Let's see an example of a nested calls:
# nested.py
from typing import Any, Dict
import requests
def get_response_json(url: str) -> Dict[str, Any]:
response = requests.get(url)
return response.json()
def main(domain: str) -> None:
url = "https://" + domain
data = get_response_json(url)
if __name__ == "__main__":
main("example.com")
And debugging the inner most function:
python -m pdb nested.py
> /home/libor/nested.py(1)<module>()
-> from typing import Any, Dict
(Pdb) b 8
Breakpoint 1 at /home/libor/nested.py:8
(Pdb) c
> /home/libor/nested.py(8)get_response_json()
-> return response.json()
(Pdb) w
/home/libor/venv/lib/bdb.py(597)run()
-> exec(cmd, globals, locals)
<string>(1)<module>()
/home/libor/nested.py(17)<module>()
-> main()
/home/libor/nested.py(13)main()
-> data = get_response_json(url)
> /home/libor/nested.py(8)get_response_json()
-> return response.json()
At this moment we can see printed stack similarly as when our script crashes.
Let's move up to the main function and see what was the value of domain variable
(Pdb) u
> /home/libor/nested.py(13)main()
-> data = get_response_json(url)
(Pdb) ll
11 def main(domain: str) -> None:
12 url = "https://" + domain
13 -> data = get_response_json(url)
(Pdb) p domain
'example.com'
We can also move back to the get_response_json function using d and at any point
if we use w it will print the whole stack with an arrow indicating the frame we are
currently in.
PDB cons
There are some cases where PDB won't be of much help.
First of all debugging C or cython code requires gdb or other c debuggers.
Debugging threads and multiprocesses in pdb doesn't work very well, there's no way to switch between threads, processes and continue execution of just that one.
Allternative debuggers
iPDB
iPDB is a third party debugger that makes the user experience somewhat better especially because it offers syntax highlighting. The commands are the same as for plain pdb.
It can be installed simply by pip install ipdb and invoked similarly as pdb,
for example python -m ipdb navigating.py.

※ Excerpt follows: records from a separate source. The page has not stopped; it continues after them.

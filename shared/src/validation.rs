//! Validation for engine inputs and derived distributions
//!
//! Two passes: [`validate_request`] runs before any formula, and
//! [`validate_macro_plan`] / [`validate_allocation`] check what the
//! calculators produced. Every pass accumulates all findings into a
//! [`ValidationResult`] and never fails.

use crate::macronutrients::{Macronutrient, MacronutrientPlan};
use crate::meals::{MealAllocation, MealKind, MealTemplate};
use crate::profile::{classify, select_formula, RatioRange};
use crate::tables::{limits, meals, plausible, tolerance};
use crate::types::{
    ActivityLevel, BmrFormula, CalculationInput, CalculationRequest, Gender, Objective, Profile,
};
use serde::{Deserialize, Serialize};
use std::collections::HashSet;
use std::str::FromStr;

/// Outcome of a validation pass
///
/// `is_valid` is false as soon as one error is recorded; warnings never
/// affect it.
#[derive(Debug, Clone, PartialEq, Serialize, Deserialize)]
pub struct ValidationResult {
    pub is_valid: bool,
    pub errors: Vec<String>,
    #[serde(default)]
    pub warnings: Vec<String>,
}

impl Default for ValidationResult {
    fn default() -> Self {
        Self::new()
    }
}

impl ValidationResult {
    pub fn new() -> Self {
        Self {
            is_valid: true,
            errors: Vec::new(),
            warnings: Vec::new(),
        }
    }

    pub fn push_error(&mut self, message: impl Into<String>) {
        self.is_valid = false;
        self.errors.push(message.into());
    }

    pub fn push_warning(&mut self, message: impl Into<String>) {
        self.warnings.push(message.into());
    }

    /// Record the error of a check, if any
    pub fn check(&mut self, outcome: Result<(), String>) {
        if let Err(message) = outcome {
            self.push_error(message);
        }
    }

    /// Append another result's findings after this one's
    pub fn merge(&mut self, other: ValidationResult) {
        self.is_valid &= other.is_valid;
        self.errors.extend(other.errors);
        self.warnings.extend(other.warnings);
    }
}

// ============================================================================
// Field Checks
// ============================================================================

/// Validate that a measurement is a finite number above zero
pub fn validate_positive(value: f64, field: &str) -> Result<(), String> {
    if value.is_nan() || value.is_infinite() {
        return Err(format!("{field} must be a valid number"));
    }
    if value <= 0.0 {
        return Err(format!("{field} must be greater than zero"));
    }
    Ok(())
}

/// Validate age in whole years
/// Valid range: 1-150
pub fn validate_age(age_years: i64) -> Result<(), String> {
    if age_years <= 0 {
        return Err("age must be greater than zero".to_string());
    }
    if age_years > limits::MAX_AGE_YEARS {
        return Err(format!("age must be at most {} years", limits::MAX_AGE_YEARS));
    }
    Ok(())
}

/// Validate a body-fat percentage (exclusive 0-100)
pub fn validate_body_fat(percent: f64) -> Result<(), String> {
    if percent.is_nan() || percent.is_infinite() {
        return Err("body-fat percentage must be a valid number".to_string());
    }
    if percent <= 0.0 || percent >= 100.0 {
        return Err(format!(
            "body-fat percentage must be between 0 and 100, got {percent}"
        ));
    }
    Ok(())
}

/// Validate an explicit caloric adjustment; the sign comes from the objective
pub fn validate_caloric_adjustment(kcal: f64) -> Result<(), String> {
    if kcal.is_nan() || kcal.is_infinite() {
        return Err("caloric adjustment must be a valid number".to_string());
    }
    if kcal < 0.0 {
        return Err(format!("caloric adjustment must not be negative, got {kcal}"));
    }
    Ok(())
}

/// Validate fat as a share of the caloric target (exclusive 0-100)
pub fn validate_fat_energy_percent(percent: f64) -> Result<(), String> {
    if percent.is_nan() || percent.is_infinite() || percent <= 0.0 || percent >= 100.0 {
        return Err(format!(
            "fat energy share must be between 0 and 100 percent, got {percent}"
        ));
    }
    Ok(())
}

/// Parse a categorical field, turning the rejection into a message
fn parse_field<T>(raw: &str) -> Result<T, String>
where
    T: FromStr,
    T::Err: ToString,
{
    raw.parse::<T>().map_err(|e| e.to_string())
}

fn parsed<T>(result: &mut ValidationResult, outcome: Result<T, String>) -> Option<T> {
    match outcome {
        Ok(value) => Some(value),
        Err(message) => {
            result.push_error(message);
            None
        }
    }
}

fn warn_outside(result: &mut ValidationResult, value: f64, (min, max): (f64, f64), what: &str) {
    if value.is_finite() && value > 0.0 && (value < min || value > max) {
        result.push_warning(format!(
            "{what} of {value} is outside the usual range {min}-{max}"
        ));
    }
}

fn warn_ratio(result: &mut ValidationResult, value: f64, range: RatioRange, what: &str) {
    if value.is_finite() && value > 0.0 && !range.contains(value) {
        result.push_warning(format!(
            "{what} of {value} g/kg is outside the profile range {}-{} g/kg",
            range.min, range.max
        ));
    }
}

// ============================================================================
// Pre-calculation
// ============================================================================

/// Check a boundary record before any calculation runs
///
/// Errors are reported in field order. Categorical fields are normalized
/// with the same `FromStr` impls used by the conversion to
/// [`CalculationInput`].
pub fn validate_request(request: &CalculationRequest) -> ValidationResult {
    let mut result = ValidationResult::new();

    result.check(validate_positive(request.weight_kg, "weight"));
    result.check(validate_positive(request.height_cm, "height"));
    result.check(validate_age(request.age_years));

    let _gender = parsed(&mut result, parse_field::<Gender>(&request.gender));
    let profile = parsed(&mut result, parse_field::<Profile>(&request.profile));
    let _activity = parsed(
        &mut result,
        parse_field::<ActivityLevel>(&request.activity_level),
    );
    let objective = parsed(&mut result, parse_field::<Objective>(&request.objective));

    let requested_formula = match request.bmr_formula.as_deref() {
        Some(raw) => match parse_field::<BmrFormula>(raw) {
            Ok(formula) => Some(Some(formula)),
            Err(message) => {
                result.push_error(message);
                None
            }
        },
        None => Some(None),
    };

    if let Some(body_fat) = request.body_fat_percent {
        result.check(validate_body_fat(body_fat));
    }

    // The formula is only known when both the profile and any explicit
    // request were recognized.
    if let (Some(profile), Some(requested)) = (profile, requested_formula) {
        let formula = select_formula(profile, request.body_fat_percent, requested);
        if formula.requires_body_fat() && request.body_fat_percent.is_none() {
            result.push_error(format!("{formula} requires a body-fat percentage"));
        }
        if !formula.requires_body_fat() && request.body_fat_percent.is_some() {
            result.push_warning(format!(
                "body-fat percentage is not used by {formula}"
            ));
        }
    }

    if let Some(adjustment) = request.caloric_adjustment_kcal {
        result.check(validate_caloric_adjustment(adjustment));
        if objective == Some(Objective::Maintenance) {
            result.push_warning("caloric adjustment is ignored for maintenance");
        }
    }

    if let Some(ratio) = request.protein_g_per_kg {
        result.check(validate_positive(ratio, "protein ratio"));
    }
    if let Some(ratio) = request.fat_g_per_kg {
        result.check(validate_positive(ratio, "fat ratio"));
    }
    if let Some(percent) = request.fat_energy_percent {
        result.check(validate_fat_energy_percent(percent));
    }
    if request.fat_g_per_kg.is_some() && request.fat_energy_percent.is_some() {
        result.push_error("fat ratio and fat energy share cannot both be given");
    }

    warn_outside(&mut result, request.weight_kg, plausible::WEIGHT_KG, "weight");
    warn_outside(&mut result, request.height_cm, plausible::HEIGHT_CM, "height");
    if request.age_years > i64::from(plausible::MAX_AGE_YEARS)
        && request.age_years <= limits::MAX_AGE_YEARS
    {
        result.push_warning(format!(
            "age of {} years is above {}",
            request.age_years,
            plausible::MAX_AGE_YEARS
        ));
    }
    if let Some(body_fat) = request.body_fat_percent {
        if body_fat > 0.0 && body_fat < 100.0 {
            warn_outside(
                &mut result,
                body_fat,
                plausible::BODY_FAT_PERCENT,
                "body-fat percentage",
            );
        }
    }

    if let Some(profile) = profile {
        let descriptor = classify(profile);
        if let Some(ratio) = request.protein_g_per_kg {
            warn_ratio(&mut result, ratio, descriptor.protein_g_per_kg, "protein ratio");
        }
        if let Some(ratio) = request.fat_g_per_kg {
            warn_ratio(&mut result, ratio, descriptor.fat_g_per_kg, "fat ratio");
        }
    }

    result
}

/// Check an already-typed input with the same rules as [`validate_request`]
pub fn validate_input(input: &CalculationInput) -> ValidationResult {
    validate_request(&CalculationRequest::from(input.clone()))
}

// ============================================================================
// Post-distribution
// ============================================================================

/// Check that a macro plan is internally consistent
pub fn validate_macro_plan(plan: &MacronutrientPlan) -> ValidationResult {
    let mut result = ValidationResult::new();

    for nutrient in Macronutrient::ALL {
        let amount = plan.nutrient(nutrient);
        if !amount.grams.is_finite() || !amount.kcal.is_finite() {
            result.push_error(format!("{} amount is not a valid number", nutrient.as_str()));
        } else if amount.grams < 0.0 {
            result.push_error(format!(
                "{} must not be negative, got {:.1} g",
                nutrient.as_str(),
                amount.grams
            ));
        }
    }

    let drift = (plan.total_kcal() - plan.energy_kcal).abs();
    if !(drift <= tolerance::MACRO_KCAL_SUM) {
        result.push_error(format!(
            "macronutrient energy {:.1} kcal does not match the caloric target {:.1} kcal",
            plan.total_kcal(),
            plan.energy_kcal
        ));
    }

    result
}

/// Shared meal checks over (meal, [protein %, fat %, carbohydrate %]) rows
fn validate_meal_rows(rows: &[(MealKind, [f64; 3])]) -> ValidationResult {
    let mut result = ValidationResult::new();

    if rows.len() != meals::MEAL_COUNT {
        result.push_error(format!(
            "expected {} meals, found {}",
            meals::MEAL_COUNT,
            rows.len()
        ));
    }

    for (meal, percents) in rows {
        for (nutrient, percent) in Macronutrient::ALL.iter().zip(percents) {
            if !percent.is_finite() || *percent < 0.0 || *percent > 100.0 {
                result.push_error(format!(
                    "{meal} {} percentage must be between 0 and 100, got {percent}",
                    nutrient.as_str()
                ));
            }
        }
    }

    for (index, nutrient) in Macronutrient::ALL.iter().enumerate() {
        let sum: f64 = rows.iter().map(|(_, percents)| percents[index]).sum();
        if !((sum - 100.0).abs() <= tolerance::MEAL_PERCENT_SUM) {
            result.push_error(format!(
                "{} meal percentages sum to {sum:.1}%, expected 100%",
                nutrient.as_str()
            ));
        }
    }

    let mut seen = HashSet::new();
    for (meal, _) in rows {
        if !seen.insert(*meal) {
            result.push_warning(format!("{meal} appears more than once"));
        }
    }

    result
}

/// Check a meal template before it is used
pub fn validate_template(template: &MealTemplate) -> ValidationResult {
    let rows: Vec<_> = template
        .slots
        .iter()
        .map(|slot| {
            (
                slot.meal,
                Macronutrient::ALL.map(|nutrient| slot.percent(nutrient)),
            )
        })
        .collect();
    validate_meal_rows(&rows)
}

/// Check a finished meal allocation
pub fn validate_allocation(allocation: &MealAllocation) -> ValidationResult {
    let rows: Vec<_> = allocation
        .meals
        .iter()
        .map(|meal| {
            (
                meal.meal,
                Macronutrient::ALL.map(|nutrient| meal.percent(nutrient)),
            )
        })
        .collect();
    validate_meal_rows(&rows)
}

I personally dislike it for its verbosity, especially when it comes to inspecting the stack. Let's see example:
python -m ipdb nested.py
> /home/libor/nested.py(1)<module>()
----> 1 from typing import Any, Dict
2
3 import requests
ipdb> b 8
Breakpoint 1 at /home/libor/nested.py:8
ipdb> c
> /home/libor/nested.py(8)get_response_json()
7 response = requests.get(url)
1---> 8 return response.json()
9
ipdb> w
See the result here

But I believe iPDB can be useful especially when it comes to learning with debugger.
PyCharm's debugger
PyCharm's debugger is great especially when it comes to debugging threads and multiprocesses. You can simply place breakpoint anywhere in the code and it stops the execution there. It also allows to switch between threads and processes and inspect their variables.
Conclusion
PDB is great debugger for most of the developer's work. It's also useful to be familiar with it because it comes bundled to every python installation, so whenever you have to debug a code outside your environment, it's possibly the only option you have.